After seven days of ``having fun at home,' Davis Love III finally had to go back to work Thursday.
But once he did, Love proved he was again at the top of his profession. The former UNC All-American shot a 68 on Pinehurst No. 2 to share the lead after the first round of the $2 million Tour Championship.Love, the reigning Kmart Greater Greensboro Open champion, was tied with Keith Clearwater at 3-under par. Both Love and Clearwater have a record of success at No. 2, winning the North & South Amateur here during their college careers.
Another of the front-runners, Craig Stadler, also has a proven record at Pinehurst. He won the Tour Championship last year and opened his defense with a 69 that left him tied with David Frost.
Seven other players managed to better par Thursday, including Greg Norman and Paul Azinger, who used a sand wedge to putt after bending his putter on the 11th hole. But many of the favorites in this elite field had their troubles.
U.S. Open champion Tom Kite and Fred Couples, for example, had 73s while Nick Price and John Cook each shot 74. Each of the latter three are contenders for player of the year honors and could win the money title.
But on Thursday, they played like mere mortals. Couples even resorted to putting crosshanded for the first time, a move which surprised Love, his friend and playing partner.
``(But) you don't like to go to the first hole and say, 'Hey, what are you doing?' and make him think about it all day,' Love said.
Love, on the other hand, was nailing most of his putts - and in a much more conventional manner. A lesson Tuesday from Bob Rotella, a sports psychologist who works at the University of Virginia, gave him confidence on the greens.
``I putted well today, and that was what I was looking for,' Love said.
Saying that, Love was able to put into perspective the 18-inch par putt he missed at the final hole.
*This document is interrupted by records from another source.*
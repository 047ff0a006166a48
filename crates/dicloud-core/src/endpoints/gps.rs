//! Vehicle location via trigger + poll.

use tokio::time::sleep;
use tracing::{debug, instrument};

use crate::client::Core;
use crate::error::{CoreError, CoreResult};
use crate::models::gps::GpsInfo;
use crate::session::Session;
use crate::state::{Origin, Section, StateEvent};

async fn fetch(
    core: &Core,
    session: &Session,
    endpoint: &str,
    vin: &str,
    serial: Option<&str>,
) -> CoreResult<GpsInfo> {
    let mut inner = super::inner_with_vin(core, vin);
    if let Some(serial) = serial {
        inner.insert("requestSerial".into(), serial.to_string());
    }
    let decoded = super::post_token_json(core, session, endpoint, inner).await?;
    Ok(GpsInfo::from_value(&decoded))
}

/// Trigger a location report and poll until coordinates arrive.
#[instrument(skip_all, fields(vin = vin))]
pub(crate) async fn poll_gps(core: &Core, session: &Session, vin: &str) -> CoreResult<GpsInfo> {
    let mut info = fetch(core, session, super::GPS_TRIGGER, vin, None).await?;
    let mut serial = info.request_serial.clone();

    if !info.is_ready() {
        for attempt in 1..=core.config.poll_attempts {
            sleep(core.config.poll_interval).await;
            match fetch(core, session, super::GPS_POLL, vin, serial.as_deref()).await {
                Ok(next) => {
                    if next.request_serial.is_some() {
                        serial = next.request_serial.clone();
                    }
                    info = next;
                    if info.is_ready() {
                        break;
                    }
                }
                Err(CoreError::Api { code, .. }) => {
                    debug!(vin, attempt, %code, "gps poll attempt failed");
                }
                Err(other) => return Err(other),
            }
        }
    }

    if info.is_ready() {
        let observed = info.observed_at_ms.unwrap_or_else(crate::time::now_ms);
        core.store.apply(
            &StateEvent::new(vin, Section::Gps, Origin::Rest, observed).with_fields(info.patch()),
        );
    }
    Ok(info)
}
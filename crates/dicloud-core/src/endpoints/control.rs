//! Remote control wire calls: trigger, result polling, PIN verification.
//!
//! These are thin wire adapters; completion racing, retries, and overlays
//! live in the command orchestrator.

use serde_json::{Map, Value};
use tracing::instrument;

use dicloud_crypto::digest::md5_hex_upper;

use crate::client::Core;
use crate::error::CoreResult;
use crate::models::control::{CommandCode, ControlResult};
use crate::session::Session;

/// Send the command trigger. `params`, when present, is serialized to a
/// single JSON string under `controlParamsMap`.
#[instrument(skip_all, fields(vin = vin, command = %command))]
pub(crate) async fn trigger(
    core: &Core,
    session: &Session,
    vin: &str,
    command: CommandCode,
    params: Option<&Map<String, Value>>,
    command_pwd: &str,
) -> CoreResult<ControlResult> {
    let mut inner = super::inner_with_vin(core, vin);
    inner.insert("commandType".into(), command.wire().to_string());
    inner.insert("commandPwd".into(), command_pwd.to_string());
    if let Some(params) = params {
        inner.insert(
            "controlParamsMap".into(),
            Value::Object(params.clone()).to_string(),
        );
    }
    let decoded = super::post_token_json(core, session, super::REMOTE_CONTROL, inner).await?;
    Ok(ControlResult::from_value(&decoded))
}

/// Poll the command result for a previously issued serial.
#[instrument(skip_all, fields(vin = vin, command = %command, serial = serial))]
pub(crate) async fn poll_result(
    core: &Core,
    session: &Session,
    vin: &str,
    command: CommandCode,
    serial: &str,
) -> CoreResult<ControlResult> {
    let mut inner = super::inner_with_vin(core, vin);
    inner.insert("commandType".into(), command.wire().to_string());
    inner.insert("requestSerial".into(), serial.to_string());
    let decoded = super::post_token_json(core, session, super::REMOTE_CONTROL_RESULT, inner).await?;
    Ok(ControlResult::from_value(&decoded))
}

/// Verify the control PIN without executing a command.
#[instrument(skip_all, fields(vin = vin))]
pub(crate) async fn verify_control_password(
    core: &Core,
    session: &Session,
    vin: &str,
    pin: &str,
) -> CoreResult<()> {
    let mut inner = super::inner_with_vin(core, vin);
    inner.insert("commandPwd".into(), md5_hex_upper(pin));
    super::post_token_json(core, session, super::VERIFY_CONTROL_PASSWORD, inner).await?;
    Ok(())
}
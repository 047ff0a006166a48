//! HVAC / climate section.

use std::collections::BTreeMap;

use serde_json::Value;

use crate::models::{coded_enum, field, Coded};
use crate::normalize;
use crate::state::FieldPatch;

coded_enum! {
    /// A/C power state.
    AcSwitch {
        Off = 0,
        On = 1,
    }
}

/// Normalized climate status.
#[derive(Debug, Clone, Default)]
pub struct HvacStatus {
    pub ac_switch: Option<Coded<AcSwitch>>,
    /// Overall status code; `2` observed while active, kept raw otherwise.
    pub status: Option<i64>,
    /// Driver-side target temperature, service scale (1-17).
    pub main_setting_temp: Option<i64>,
    /// Driver-side target temperature in degrees Celsius when reported.
    pub main_setting_temp_c: Option<f64>,
    pub wind_level: Option<i64>,
    /// Circulation mode; `2` is observed but under-documented, kept raw.
    pub air_circulation_mode: Option<i64>,
    pub observed_at_ms: Option<i64>,

    patch: BTreeMap<String, FieldPatch>,
}

impl HvacStatus {
    #[must_use]
    pub fn from_value(payload: &Value) -> Self {
        let mut out = Self::default();
        let mut patch = BTreeMap::new();
        let mut int = |key: &str, aliases: &[&str]| -> Option<i64> {
            let raw = field(payload, aliases)?;
            let parsed = normalize::as_i64(raw);
            patch.insert(key.to_string(), FieldPatch::from_option(parsed.map(Value::from)));
            parsed
        };

        out.status = int("status", &["status"]);
        out.main_setting_temp = int("mainSettingTemp", &["mainSettingTemp"]);
        out.wind_level = int("windLevel", &["windLevel"]);
        out.air_circulation_mode = int("airRunState", &["airRunState", "cycleMode"]);
        out.ac_switch = int("acSwitch", &["acSwitch"]).map(AcSwitch::from_code);

        if let Some(raw) = field(payload, &["mainSettingTempNew"]) {
            let parsed = normalize::as_f64(raw);
            patch.insert(
                "mainSettingTempNew".into(),
                FieldPatch::from_option(parsed.map(Value::from)),
            );
            out.main_setting_temp_c = parsed;
        }

        out.observed_at_ms = field(payload, &["time"]).and_then(normalize::as_timestamp_ms);
        out.patch = patch;
        out
    }

    #[must_use]
    pub fn is_on(&self) -> bool {
        matches!(self.ac_switch, Some(Coded::Known(AcSwitch::On)))
    }

    #[must_use]
    pub fn patch(&self) -> BTreeMap<String, FieldPatch> {
        self.patch.clone()
    }
}

#[cfg(test)]
mod tests {
    use super::*;
    use serde_json::json;

    #[test]
    fn parses_active_climate() {
        let st = HvacStatus::from_value(&json!({
            "acSwitch": 1,
            "status": 2,
            "mainSettingTemp": 9,
            "mainSettingTempNew": 21.5,
            "airRunState": 2
        }));
        assert!(st.is_on());
        assert_eq!(st.status, Some(2));
        assert_eq!(st.main_setting_temp, Some(9));
        assert_eq!(st.main_setting_temp_c, Some(21.5));
        // Under-documented code kept raw.
        assert_eq!(st.air_circulation_mode, Some(2));
    }

    #[test]
    fn placeholder_temp_clears() {
        let st = HvacStatus::from_value(&json!({"acSwitch": 0, "mainSettingTempNew": "--"}));
        assert!(!st.is_on());
        assert_eq!(st.main_setting_temp_c, None);
        assert_eq!(st.patch().get("mainSettingTempNew"), Some(&FieldPatch::Clear));
    }
}
//! Client configuration.
//!
//! Construction is programmatic (builder-style); reading environment
//! variables or files is the embedding application's concern.

use std::time::Duration;

/// Device identity fields sent with every request.
///
/// These mirror what the mobile app reports about the handset; the service
/// ties sessions and push credentials to `imei_md5`.
#[derive(Debug, Clone)]
pub struct DeviceIdentity {
    pub ostype: String,
    pub imei: String,
    pub mac: String,
    pub model: String,
    pub sdk: String,
    pub mod_name: String,
    pub imei_md5: String,
    pub device_type: String,
    pub network_type: String,
    pub os_type: String,
    pub os_version: String,
    pub mobile_brand: String,
    pub mobile_model: String,
}

impl Default for DeviceIdentity {
    fn default() -> Self {
        Self {
            ostype: "and".into(),
            imei: "DEVICE0123456".into(),
            mac: "00:00:00:00:00:00".into(),
            model: "POCO F1".into(),
            sdk: "35".into(),
            mod_name: "Xiaomi".into(),
            imei_md5: "00000000000000000000000000000000".into(),
            device_type: "0".into(),
            network_type: "wifi".into(),
            os_type: "15".into(),
            os_version: "35".into(),
            mobile_brand: "XIAOMI".into(),
            mobile_model: "POCO F1".into(),
        }
    }
}

/// Core client configuration.
#[derive(Debug, Clone)]
pub struct CoreConfig {
    pub username: String,
    pub password: String,
    /// 6-digit remote control PIN; hashed with MD5 before transmission.
    pub control_pin: Option<String>,
    pub base_url: String,
    pub country_code: String,
    pub language: String,
    pub time_zone: String,
    pub app_version: String,
    pub app_inner_version: String,
    pub soft_type: String,
    pub tbox_version: String,
    pub is_auto: String,
    pub user_agent: String,
    pub http_timeout: Duration,
    pub session_ttl: Duration,
    pub poll_attempts: u32,
    pub poll_interval: Duration,
    pub mqtt_enabled: bool,
    pub mqtt_keepalive: Duration,
    /// How long a command waits for a push-delivered result before falling
    /// back to HTTP polling.
    pub mqtt_timeout: Duration,
    pub device: DeviceIdentity,
}

impl CoreConfig {
    /// Configuration with service defaults for the given account.
    #[must_use]
    pub fn new(username: impl Into<String>, password: impl Into<String>) -> Self {
        Self {
            username: username.into(),
            password: password.into(),
            control_pin: None,
            base_url: "https://dilinkappoversea-eu.byd.auto".into(),
            country_code: "NL".into(),
            language: "en".into(),
            time_zone: "Europe/Amsterdam".into(),
            app_version: "3.2.2".into(),
            app_inner_version: "322".into(),
            soft_type: "0".into(),
            tbox_version: "3".into(),
            is_auto: "1".into(),
            user_agent: "okhttp/4.12.0".into(),
            http_timeout: Duration::from_secs(30),
            session_ttl: Duration::from_secs(12 * 60 * 60),
            poll_attempts: 10,
            poll_interval: Duration::from_millis(1500),
            mqtt_enabled: true,
            mqtt_keepalive: Duration::from_secs(120),
            mqtt_timeout: Duration::from_secs(10),
            device: DeviceIdentity::default(),
        }
    }

    #[must_use]
    pub fn with_base_url(mut self, url: impl Into<String>) -> Self {
        self.base_url = url.into();
        self
    }

    #[must_use]
    pub fn with_control_pin(mut self, pin: impl Into<String>) -> Self {
        self.control_pin = Some(pin.into());
        self
    }

    #[must_use]
    pub fn with_country(mut self, country_code: impl Into<String>, language: impl Into<String>) -> Self {
        self.country_code = country_code.into();
        self.language = language.into();
        self
    }

    #[must_use]
    pub fn with_device(mut self, device: DeviceIdentity) -> Self {
        self.device = device;
        self
    }

    #[must_use]
    pub fn with_http_timeout(mut self, timeout: Duration) -> Self {
        self.http_timeout = timeout;
        self
    }

    #[must_use]
    pub fn with_session_ttl(mut self, ttl: Duration) -> Self {
        self.session_ttl = ttl;
        self
    }

    #[must_use]
    pub fn with_polling(mut self, attempts: u32, interval: Duration) -> Self {
        self.poll_attempts = attempts;
        self.poll_interval = interval;
        self
    }

    #[must_use]
    pub fn with_mqtt_enabled(mut self, enabled: bool) -> Self {
        self.mqtt_enabled = enabled;
        self
    }

    #[must_use]
    pub fn with_mqtt_timeout(mut self, timeout: Duration) -> Self {
        self.mqtt_timeout = timeout;
        self
    }
}
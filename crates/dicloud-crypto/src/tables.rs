//! Loader for the white-box substitution table artifact.
//!
//! The eight tables embedding the transport key schedule ship as a fixed
//! binary blob. The cipher consumes them as-is; nothing here derives or
//! regenerates table content.
//!
//! Container layout (all integers little-endian):
//!
//! ```text
//! magic   b"DWBT"                      4 bytes
//! version u16 (= 1)                    2 bytes
//! count   u16 (= 8)                    2 bytes
//! index   8 x (offset u32, len u32)   64 bytes
//! data    concatenated table bytes
//! ```

use std::sync::OnceLock;

use crate::error::{CryptoError, CryptoResult};

const MAGIC: &[u8; 4] = b"DWBT";
const VERSION: u16 = 1;
const TABLE_COUNT: usize = 8;
const HEADER_SIZE: usize = 8;
const INDEX_ENTRY_SIZE: usize = 8;

/// Expected byte length of each table, in artifact order.
const TABLE_SPECS: [(&str, usize); TABLE_COUNT] = [
    ("inv_round", 0x28000),
    ("inv_xor", 0x3C000),
    ("inv_first", 0x1000),
    ("round", 0x28000),
    ("xor", 0x3C000),
    ("final", 0x1000),
    ("perm_decrypt", 8),
    ("perm_encrypt", 8),
];

static ARTIFACT: &[u8] = include_bytes!("../data/wb_tables.bin");

static TABLES: OnceLock<WbTables> = OnceLock::new();

/// Borrowed views into the eight substitution tables.
#[derive(Debug, Clone, Copy)]
pub struct WbTables {
    pub inv_round: &'static [u8],
    pub inv_xor: &'static [u8],
    pub inv_first: &'static [u8],
    pub round: &'static [u8],
    pub xor: &'static [u8],
    pub final_: &'static [u8],
    pub perm_decrypt: &'static [u8],
    pub perm_encrypt: &'static [u8],
}

fn read_u16(data: &[u8], at: usize) -> u16 {
    u16::from_le_bytes([data[at], data[at + 1]])
}

fn read_u32(data: &[u8], at: usize) -> u32 {
    u32::from_le_bytes([data[at], data[at + 1], data[at + 2], data[at + 3]])
}

fn parse(data: &'static [u8]) -> CryptoResult<WbTables> {
    if data.len() < HEADER_SIZE + TABLE_COUNT * INDEX_ENTRY_SIZE {
        return Err(CryptoError::TableArtifact("artifact too short".into()));
    }
    if &data[..4] != MAGIC {
        return Err(CryptoError::TableArtifact(format!(
            "bad magic {:02x?}",
            &data[..4]
        )));
    }
    let version = read_u16(data, 4);
    if version != VERSION {
        return Err(CryptoError::TableArtifact(format!(
            "unsupported version {version}"
        )));
    }
    let count = read_u16(data, 6) as usize;
    if count != TABLE_COUNT {
        return Err(CryptoError::TableArtifact(format!(
            "expected {TABLE_COUNT} tables, found {count}"
        )));
    }

    let mut slices: [&'static [u8]; TABLE_COUNT] = [&[]; TABLE_COUNT];
    for (i, (name, expected_len)) in TABLE_SPECS.iter().enumerate() {
        let at = HEADER_SIZE + i * INDEX_ENTRY_SIZE;
        let offset = read_u32(data, at) as usize;
        let len = read_u32(data, at + 4) as usize;
        if len != *expected_len {
            return Err(CryptoError::TableArtifact(format!(
                "table {name}: expected {expected_len} bytes, got {len}"
            )));
        }
        let end = offset
            .checked_add(len)
            .ok_or_else(|| CryptoError::TableArtifact(format!("table {name}: offset overflow")))?;
        if end > data.len() {
            return Err(CryptoError::TableArtifact(format!(
                "table {name}: extends beyond artifact"
            )));
        }
        slices[i] = &data[offset..end];
    }

    Ok(WbTables {
        inv_round: slices[0],
        inv_xor: slices[1],
        inv_first: slices[2],
        round: slices[3],
        xor: slices[4],
        final_: slices[5],
        perm_decrypt: slices[6],
        perm_encrypt: slices[7],
    })
}

/// Access the embedded tables, parsing and validating the artifact once.
///
/// # Errors
///
/// Returns an error if the embedded artifact fails validation. After the
/// first successful call this is infallible.
pub fn embedded() -> CryptoResult<WbTables> {
    if let Some(t) = TABLES.get() {
        return Ok(*t);
    }
    let parsed = parse(ARTIFACT)?;
    Ok(*TABLES.get_or_init(|| parsed))
}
It cost him sole possession of the lead, but then again, it was just Thursday.
``I saw the replay on television and it just looked sloppy to me,' Love said. ``It looked like a lack of concentration to me. But that was the only one all day where my concentration left me.
``I aimed a little left, and it looked like the toe of my putter was up in the air. Whenever my mom or my brother gives me a putting tip (that's what I've been doing).'
Love did manage to roll in birdie putts of 2, 6, 6, 8 and 25 - as well as a couple of six-foot par saves. He bogeyed 18 with a three-putt and 15, where he missed the green.
``It was kind of a struggle,' Love said. ``On the back nine, I wasn't very sharp (physically) and I didn't expect to be. But I was excited to be playing and I felt mentally sharp.
``I knew I'd (hit some bad shots). But I told myself, 'Don't worry about it. You're rusty. I tried to stay positive and keep my attitude good.'
That ability, Love attributed to his week's layoff from competition. He enjoyed staying home in Sea Island, Ga., so much, Love said he kept ``putting off and putting off' coming to Pinehurst.
``There's a lot to be said for being mentally fresh,' said Love, who commuted from home an hour daily to Ponte Vedra, Fla., when he won the Players Championship earlier this year. ``It was apparent today. Even though I wasn't hitting it great, I was mentally ready.' Imagine what might happen if he puts the two together this week.